In the listing below, write out exactly each line from the first through the one containing "pub struct CartView".
*** Begin section ***
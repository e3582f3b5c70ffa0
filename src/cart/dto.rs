use rust_decimal::Decimal;
use serde::{Deserialize, Serialize};
use uuid::Uuid;

use super::model::{Cart, CartLine, CartRestaurant};

#[derive(Debug, Serialize)]
pub struct SessionResponse {
    pub session_id: Uuid,
}

/// Cart plus its derived totals, as served to the UI.
#[derive(Debug, Serialize)]
pub struct CartView {
    pub restaurant: Option<CartRestaurant>,
    pub lines: Vec<CartLine>,
    pub subtotal: Decimal,
    pub total_items: i32,
}

impl From<Cart> for CartView {
    fn from(cart: Cart) -> Self {
        let subtotal = cart.subtotal();
        let total_items = cart.total_items();
        Self {
            restaurant: cart.restaurant,
            lines: cart.lines,
            subtotal,
            total_items,
        }
    }
}

#[derive(Debug, Deserialize)]
pub struct AddItemRequest {
    pub product_id: Uuid,
    #[serde(default = "default_quantity")]
    pub quantity: i32,
}

fn default_quantity() -> i32 {
    1
}

#[derive(Debug, Serialize)]
pub struct AddItemResponse {
    pub line_id: Uuid,
    pub cart_switched: bool,
    pub cart: CartView,
}

#[derive(Debug, Deserialize)]
pub struct UpdateQuantityRequest {
    pub quantity: i32,
}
*** End section ***
TASK RESPONSE:
repository e3582f3b5c70ffa0
filename src/cart/dto.rs
use rust_decimal::Decimal;
use serde::{Deserialize, Serialize};
use uuid::Uuid;

use super::model::{Cart, CartLine, CartRestaurant};

#[derive(Debug, Serialize)]
pub struct SessionResponse {
    pub session_id: Uuid,
}

/// Cart plus its derived totals, as served to the UI.
#[derive(Debug, Serialize)]
pub struct CartView {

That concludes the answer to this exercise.